Implanted biomaterial scaffolds releasing haptoglobin recruit tumor cells in vivo

The capability of haptoglobin to recruit tumor cells was tested in an orthotopic model of metastatic breast cancer17. A layered biomaterial scaffold composed of poly(lactide-co-glycolide) (PLG) was utilized to deliver haptoglobin locally from the implant. The scaffold consists of a packed inner layer of PLG microparticles containing lyophilized rHp, with a microporous outer layer. Scanning electron microscope images of the scaffold cross-section reveal the dense microstructure of the inner layer and the highly porous outer layer (Fig. 6A,B). The scaffolds were subsequently implanted in the intraperitoneal fat pad of NSG female mice, with a tdTomato labeled cell line derived from MDA-MB-231 cells delivered into the mammary fat pad. After one week, scaffolds were explanted and cells were harvested for flow cytometry analysis (Fig. 6C). PLG scaffolds without haptoglobin recruited 13.1 ± 1.7 tumor cells to the implant site. Upon adding rHp to the inner layer of the scaffold, tumor cell recruitment to the scaffold increased significantly to 25.3 ± 3.1 cells per scaffold (Fig. 6D). These results indicate that haptoglobin contributes to metastatic cell homing to the scaffold.

Figure 6

In vivo validation of haptoglobin as a secreted factor mediating MDA-MB-231BR cell homing.

(a) SEM cross-section image of a haptoglobin layered scaffold (scale bar = 1 mm). (b) SEM image of inner and outer layer interface, indicated by a yellow dashed line (scale bar = 100 μm). (c) Schematic of in vivo study. NSG mice were inoculated with MDA-MB-231BR cells and implanted with a layered protein scaffold in the intraperitoneal (IP) fat 7 days later. The scaffold was explanted and cells were harvested for flow cytometry. Permission to use the syringe image50 was obtained from Nature Publishing Group. (d) Flow cytometry of scaffold cells indicating tumor cell counts on blank and rHp loaded scaffolds (n = 16, *p < 0.002).


We describe a multi-disciplinary technique for identifying key mediators of paracrine signaling, which was applied to the interactions between immune cells and metastatic cancer cells.
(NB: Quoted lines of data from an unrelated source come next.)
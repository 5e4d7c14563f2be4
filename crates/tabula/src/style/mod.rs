//! Cell and column styling: attributes, layering, themes, and stylesheets.
//!
//! Styles are bundles of optional attributes ([`Style`]); a cell's final
//! style is resolved by folding four layers, later layers overriding earlier
//! ones field by field:
//!
//! | Layer | Source |
//! |-------|--------|
//! | 1 | type default (numbers right-align, the rest left-align) |
//! | 2 | the active [`Theme`]'s filter |
//! | 3 | the explicit column [`Style`] |
//! | 4 | cell [`StyleFilter`]s, in registration order |
//!
//! Because layering is per field, a filter that only sets alignment never
//! clears a font weight resolved by an earlier layer.
//!
//! ## Conditional styling
//!
//! Filters and themes are closures from a [`CellContext`] (position, header,
//! classified value) to an optional [`Style`]:
//!
//! ```rust
//! use tabula::{CellContext, Style, StyleFilter};
//!
//! let negatives_red = StyleFilter::new("negatives-red", |ctx: &CellContext<'_>| {
//!     let negative = ctx.value.raw().as_int().is_some_and(|n| n < 0);
//!     negative.then(|| Style::new().color("red"))
//! });
//! ```
//!
//! ## Stylesheets
//!
//! Column styles can also be loaded from YAML, keyed by header name:
//!
//! ```yaml
//! price:
//!   align: right
//!   thousand_separator: comma
//! name:
//!   font_weight: bold
//! ```

mod filters;
mod resolve;
mod stylesheet;
mod theme;
mod types;

pub use filters::{CellContext, FilterSet, StyleFilter};
pub use resolve::{default_align_for, default_style_for};
pub use stylesheet::Stylesheet;
pub use theme::{Theme, ThemeRegistry};
pub use types::{
    Align, DecorationLine, Decorations, FontSize, FontStyle, FontWeight, Style,
    ThousandSeparator, VerticalAlign,
};

pub(crate) use resolve::resolve_cell_style;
After identifying candidate mediators, our approach was validated by using the candidate factor to enhance metastatic cell homing to a biomaterial implant in vivo. Previous studies have identified secreted factors associated with promoting tumor cell homing to the pre-metastatic niche, including inflammatory cytokines4,9, ECM remodeling proteins18,19 and tumor-associated factors7. The identification of pathways contributing to metastasis has relied largely on utilizing gene expression profiling technologies20,21. Previous reports describe secretome analyses of primary breast cancer cells22, stromal cells14 and osteoblasts23 and identify large catalogs of proteins that may contribute to cancer cell homing and metastasis. However, transcriptomics and secretomics techniques measure relative abundances of RNA transcripts and secreted proteins respectively and do not necessarily correlate to functional paracrine responses. We sought to apply a systems biology technique to connect relative abundances of secreted factors with downstream cellular activity and identify functional interactions due to paracrine signaling.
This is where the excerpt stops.